I think it boils down to one of two issues: flexibility with language (language patterns are habitual, and some people have more trouble altering habitual patterns than others), or empathy (the ability to anticipate how another person will experience something). I'm not really sure which. But I'll be writing more about this, because I've just discovered an interesting connection....

Update: Rereading my own thoughts, it's got to be empathy. People's flexibility with language should be evenly distributed throughout the range from "real flexible" to "real inflexible". So if that were the underlying issue, there would be many people in the murky grey area...but, again, there are not. Empathy strikes me as more polar. Either you are inclined to inhabit the perspective of others, or you are not. So that would explain the black-and-whiteness of people with regard to this faculty.

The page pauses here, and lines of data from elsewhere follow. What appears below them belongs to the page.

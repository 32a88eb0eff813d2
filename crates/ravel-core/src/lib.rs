//! ravel-core: an asynchronous network service engine for Linux.
//!
//! Three subsystems compose into protocol-agnostic TCP and UDP services:
//!
//! * an execution substrate: a worker pool, a [`Sender`] dataflow graph,
//!   and [`Strand`] lanes that serialize per-session state without locks;
//! * an io_uring-backed [`IoEngine`] with accept/recv/send and datagram
//!   primitives plus bulk cancellation;
//! * composable protocol pipelines: HTTP parsing and serialization, a
//!   pattern router, middleware chains, and per-connection sessions with
//!   keep-alive request streaming.
//!
//! ```no_run
//! use ravel_core::prelude::*;
//!
//! fn main() -> RavelResult<()> {
//!     init_logging();
//!
//!     let mut router = HttpRouter::new();
//!     router.get("/", |_, _| HttpResponse::ok("Welcome!"));
//!
//!     let factory = HttpPipelineBuilder::new(router)
//!         .with_middleware(logging_middleware())
//!         .build();
//!
//!     let server = TcpServer::new("127.0.0.1:8080".parse()?, factory);
//!     Application::new().add_plugin(server).run()
//! }
//! ```

pub mod app;
pub mod config;
pub mod context;
pub mod error;
pub mod exec;
pub mod http;
pub mod io;
pub mod logging;
pub mod net;
pub mod pipeline;
pub mod tcp;
pub mod udp;

// Re-exports for users
pub use app::{Application, Plugin, ShutdownSignal, StopHandle};
pub use config::Config;
pub use context::Context;
pub use error::{RavelError, RavelResult};
pub use exec::{Completion, PoolScheduler, Scheduler, Sender, Strand, WorkerPool, schedule};
pub use http::{
    HttpPipelineBuilder, HttpRequest, HttpResponse, HttpRouter, auth_middleware,
    logging_middleware,
};
pub use io::IoEngine;
pub use logging::{init_logging, init_logging_with_level};
pub use net::{Address, AddressV4, AddressV6, Endpoint};
pub use pipeline::{PipelineFactory, PipelineOutput, RawPipeline, TcpPipeline};
pub use tcp::{TcpServer, TcpSession};
pub use udp::{UdpPacket, UdpRouter, UdpServer};

/// Everything most services need, in one import.
pub mod prelude {
    pub use crate::app::{Application, Plugin, StopHandle};
    pub use crate::config::Config;
    pub use crate::context::Context;
    pub use crate::error::{RavelError, RavelResult};
    pub use crate::exec::{Sender, Strand, WorkerPool, schedule};
    pub use crate::http::{
        HttpPipelineBuilder, HttpRequest, HttpResponse, HttpRouter, auth_middleware,
        logging_middleware,
    };
    pub use crate::logging::{init_logging, init_logging_with_level};
    pub use crate::net::Endpoint;
    pub use crate::pipeline::RawPipeline;
    pub use crate::tcp::TcpServer;
    pub use crate::udp::{UdpRouter, UdpServer};
}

I don't mean "empathy" in terms of emotional resonance. Consider: some people speak (and, even more commonly, write) as if no one is listening. They just send their words out there as best they can, and hope for the best, as a blind broadcast (and the comprehensibility can actually be quite high; the difference is in the perspective, not in the quality). Others have the ability to flip places and hear themselves as a listener hears them...even in real time, while they speak. I suppose that's an awfully tricky move, but while I happen to be able to do it, I certainly can't explain how. It's a faculty, that's all. But it's pretty much required if you want to say things in different ways to suit different listeners, all on the fly.

3 comments:

Chuck said...

Hi Jim,

I imagine there is work in cognitive science that addresses some of these very questions.

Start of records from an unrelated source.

//! Per-connection session state machine.
//!
//! Every step of a session runs as one task on the session's strand:
//! read, feed the pipeline, write, re-arm. The strand serializes the steps,
//! so the pipeline's parse buffer is mutated by exactly one step at a time
//! while thousands of sessions progress on the shared pool. The loop ends
//! on peer close, error, or stop; the socket closes exactly once, when the
//! last reference to the session is dropped.

use std::os::fd::{AsRawFd, OwnedFd, RawFd};
use std::sync::Arc;
use std::sync::atomic::{AtomicBool, Ordering};

use parking_lot::Mutex;
use tracing::{debug, trace};

use crate::context::Context;
use crate::error::{RavelError, RavelResult};
use crate::exec::{Sender, Strand, schedule};
use crate::io::IoEngine;
use crate::pipeline::TcpPipeline;

const RECV_BUFFER_SIZE: usize = 4096;

type OnClose = Box<dyn FnOnce(RawFd) + Send>;

pub struct TcpSession {
    fd: OwnedFd,
    strand: Strand,
    pipeline: Mutex<Box<dyn TcpPipeline>>,
    engine: Arc<IoEngine>,
    context: Arc<Context>,
    active: AtomicBool,
    on_close: Mutex<Option<OnClose>>,
}

impl TcpSession {
    pub fn new(
        fd: OwnedFd,
        strand: Strand,
        pipeline: Box<dyn TcpPipeline>,
        engine: Arc<IoEngine>,
        context: Arc<Context>,
        on_close: OnClose,
    ) -> Self {
        trace!(fd = fd.as_raw_fd(), "session created");
        Self {
            fd,
            strand,
            pipeline: Mutex::new(pipeline),
            engine,
            context,
            active: AtomicBool::new(true),
            on_close: Mutex::new(Some(on_close)),
        }
    }

    pub fn fd(&self) -> RawFd {
        self.fd.as_raw_fd()
    }

    pub fn is_active(&self) -> bool {
        self.active.load(Ordering::Acquire)
    }

    /// Begin the read loop.
    pub fn start(self: &Arc<Self>) {
        read_loop(Arc::clone(self));
    }

    /// Cooperative stop: the next strand step observes the flag and does
    /// not re-arm. The in-flight engine call is unblocked by the engine's
    /// own cancellation.
    pub fn stop(&self) {
        self.active.store(false, Ordering::Release);
    }

    /// Flip to closed and fire the close notification exactly once.
    fn mark_closed(&self) {
        if self.active.swap(false, Ordering::AcqRel)
            && let Some(callback) = self.on_close.lock().take()
        {
            callback(self.fd.as_raw_fd());
        }
    }

    /// Write all of `bytes`, retrying on short sends.
    fn write_all(&self, bytes: &[u8]) -> RavelResult<()> {
        let mut offset = 0;
        while offset < bytes.len() {
            let n = self.engine.send(self.fd.as_raw_fd(), &bytes[offset..]);
            if n <= 0 {
                return Err(if self.engine.is_cancelled() {
                    RavelError::Cancelled
                } else {
                    RavelError::Io(-n)
                });
            }
            offset += n as usize;
        }
        Ok(())
    }
}

impl Drop for TcpSession {
    fn drop(&mut self) {
        trace!(fd = self.fd.as_raw_fd(), "session destroyed");
        // OwnedFd closes the socket here, exactly once.
    }
}

/// One iteration: read, run the pipeline, write, re-arm.
fn read_loop(session: Arc<TcpSession>) {
    let step = Arc::clone(&session);
    schedule(&session.strand)
        .let_value(move |_| {
            if !step.is_active() {
                return Sender::stopped();
            }

            let mut buf = vec![0u8; RECV_BUFFER_SIZE];
            let n = step.engine.recv(step.fd.as_raw_fd(), &mut buf);

            if n == 0 {
                debug!(fd = step.fd.as_raw_fd(), "connection closed by peer");
                step.mark_closed();
                return Sender::stopped();
            }
            if n < 0 {
                return Sender::fail(if step.engine.is_cancelled() {
                    RavelError::Cancelled
                } else {
                    RavelError::Io(-n)
                });
            }

            buf.truncate(n as usize);
            trace!(fd = step.fd.as_raw_fd(), bytes = n, "received");

            let output_sender = step.pipeline.lock().call(&buf, &step.context);
            let writer = Arc::clone(&step);
            output_sender.let_value(move |output| {
                if let Some(bytes) = &output.data
                    && !bytes.is_empty()
                {
                    if let Err(err) = writer.write_all(bytes) {
                        return Sender::fail(err);
                    }
                    trace!(fd = writer.fd.as_raw_fd(), bytes = bytes.len(), "sent");
                }

                if !output.keep_open {
                    writer.mark_closed();
                    return Sender::just(());
                }
                if writer.is_active() {
                    read_loop(Arc::clone(&writer));
                }
                Sender::just(())
            })
        })
        .upon_stopped(|| ())
        .upon_error(move |err| {
            debug!(fd = session.fd.as_raw_fd(), error = %err, "session ended");
            session.mark_closed();
        })
        .start_detached();
}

It might be worth a look if you have access to a good enough library.

Tom said...

I often wonder if those who can't are even aware that they can't, or if it's a case of anosognosia.

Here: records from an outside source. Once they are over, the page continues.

//! UDP server: bound datagram socket plus a receive loop dispatching each
//! datagram through the shared pipeline.

use std::os::fd::{AsRawFd, OwnedFd};
use std::sync::Arc;
use std::sync::atomic::{AtomicBool, AtomicU16, Ordering};

use parking_lot::Mutex;
use tracing::{debug, info, warn};

use crate::app::Plugin;
use crate::context::Context;
use crate::error::{RavelError, RavelResult};
use crate::exec::{PoolScheduler, Sender, schedule};
use crate::io::IoEngine;
use crate::net::{Endpoint, socket};

use super::packet::UdpPacket;
use super::pipeline::UdpPipeline;
use super::router::UdpRouter;

/// Per-datagram receive buffer.
const DATAGRAM_BUFFER_SIZE: usize = 65536;

struct UdpServerInner {
    endpoint: Endpoint,
    pipeline: UdpPipeline,
    ring_entries: u32,
    context: Arc<Context>,
    engine: Mutex<Option<Arc<IoEngine>>>,
    socket: Mutex<Option<OwnedFd>>,
    local_port: AtomicU16,
    running: AtomicBool,
}

/// Owns one datagram socket; every received datagram is routed
/// independently and the optional reply is sent back to its source.
pub struct UdpServer {
    inner: Arc<UdpServerInner>,
}

impl UdpServer {
    pub fn new(endpoint: Endpoint, router: UdpRouter) -> Self {
        Self {
            inner: Arc::new(UdpServerInner {
                endpoint,
                pipeline: UdpPipeline::new(Arc::new(router)),
                ring_entries: 256,
                context: Arc::new(Context::new()),
                engine: Mutex::new(None),
                socket: Mutex::new(None),
                local_port: AtomicU16::new(0),
                running: AtomicBool::new(false),
            }),
        }
    }

    /// Bind to `INADDR_ANY` on the given port.
    pub fn bind(port: u16, router: UdpRouter) -> Self {
        Self::new(Endpoint::any_v4(port), router)
    }

    /// Port actually bound (differs from the endpoint when it asked for 0).
    pub fn local_port(&self) -> u16 {
        self.inner.local_port.load(Ordering::Acquire)
    }

    pub fn is_running(&self) -> bool {
        self.inner.running.load(Ordering::Acquire)
    }

    pub fn stop(&self) {
        stop_inner(&self.inner);
    }
}

impl Plugin for UdpServer {
    fn init(&mut self) -> RavelResult<()> {
        let engine = Arc::new(IoEngine::new(self.inner.ring_entries)?);
        let socket = socket::bind_udp(&self.inner.endpoint)?;
        let port = socket::local_port(socket.as_raw_fd())?;
        info!(endpoint = %self.inner.endpoint, port, "udp server bound");
        self.inner.local_port.store(port, Ordering::Release);
        *self.inner.engine.lock() = Some(engine);
        *self.inner.socket.lock() = Some(socket);
        Ok(())
    }

    fn run(&mut self, scheduler: &PoolScheduler) -> RavelResult<()> {
        self.inner.running.store(true, Ordering::Release);
        receive_loop(Arc::clone(&self.inner), scheduler.clone());
        Ok(())
    }

    fn stop(&mut self) {
        stop_inner(&self.inner);
    }
}

impl Drop for UdpServer {
    fn drop(&mut self) {
        stop_inner(&self.inner);
    }
}

fn stop_inner(inner: &Arc<UdpServerInner>) {
    inner.running.store(false, Ordering::Release);

    let engine = inner.engine.lock().clone();
    if let Some(engine) = engine {
        engine.cancel();
    }

    if inner.socket.lock().take().is_some() {
        info!(endpoint = %inner.endpoint, "udp server stopped");
    }
}

/// One datagram per hop: block in recv_from, route, reply, re-arm.
fn receive_loop(inner: Arc<UdpServerInner>, scheduler: PoolScheduler) {
    let state = Arc::clone(&inner);
    let sched = scheduler.clone();
    schedule(&scheduler)
        .let_value(move |_| {
            if !state.running.load(Ordering::Acquire) {
                return Sender::stopped();
            }

            let (engine, fd) = {
                let engine = state.engine.lock().clone();
                let socket = state.socket.lock();
                match (engine, socket.as_ref().map(|fd| fd.as_raw_fd())) {
                    (Some(engine), Some(fd)) => (engine, fd),
                    _ => return Sender::stopped(),
                }
            };

            let mut buf = vec![0u8; DATAGRAM_BUFFER_SIZE];
            let mut peer_storage: libc::sockaddr_storage = unsafe { std::mem::zeroed() };
            let n = engine.recv_from(fd, &mut buf, &mut peer_storage);

            if !state.running.load(Ordering::Acquire) {
                return Sender::stopped();
            }
            if n < 0 {
                return Sender::fail(if engine.is_cancelled() {
                    RavelError::Cancelled
                } else {
                    RavelError::Io(-n)
                });
            }

            let Some(peer) = Endpoint::from_sockaddr(&peer_storage) else {
                receive_loop(Arc::clone(&state), sched.clone());
                return Sender::just(());
            };

            buf.truncate(n as usize);
            debug!(from = %peer, bytes = n, "datagram received");
            let packet =
                UdpPacket::from_peer(peer, state.local_port.load(Ordering::Acquire), buf);

            let replier = Arc::clone(&state);
            let reply_sched = sched.clone();
            state
                .pipeline
                .call(packet, &state.context)
                .let_value(move |reply| {
                    if let Some(bytes) = reply
                        && !bytes.is_empty()
                    {
                        let (storage, len) = peer.to_sockaddr();
                        let sent = engine.send_to(fd, &bytes, &storage, len);
                        if sent < 0 {
                            return Sender::fail(if engine.is_cancelled() {
                                RavelError::Cancelled
                            } else {
                                RavelError::Io(-sent)
                            });
                        }
                        debug!(to = %peer, bytes = sent, "datagram sent");
                    }
                    if replier.running.load(Ordering::Acquire) {
                        receive_loop(Arc::clone(&replier), reply_sched.clone());
                    }
                    Sender::just(())
                })
        })
        .upon_stopped(|| ())
        .upon_error(move |err| {
            if inner.running.load(Ordering::Acquire) {
                warn!(error = %err, "udp receive failed; re-arming");
                receive_loop(Arc::clone(&inner), scheduler.clone());
            }
        })
        .start_detached();
}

Sort of related--usually the singers with the nicest, clearest diction don't necessarily possess a special talent for language, or an ability to wrap their tongues around difficult pronunciations. It's mainly a matter of being able to sing the text with true empathy for the listener.

Jim Leff said...

Well, it's not anosognosia (a condition in which a person who suffers disability seems unaware of or denies the existence of his or her disability), because this is not yet considered a disability. I've never really heard anyone talk about it before. So it may, at this point, just be "another one of those things".

The concept of empathy is way interesting and under-explored. Unfortunately, the word's gotten a bit cloudy, since it's come to mostly be used in an emotional, touchy-feely way (i.e. "empathy" is represented by Oprah clasping the hand of a distraught guest on her TV show). Empathy's actually a lot more interesting in its purer meaning: the ability to perceive things as others perceive them - even (somewhat miraculously, if you'll think about it) in real time as you yourself supply the input.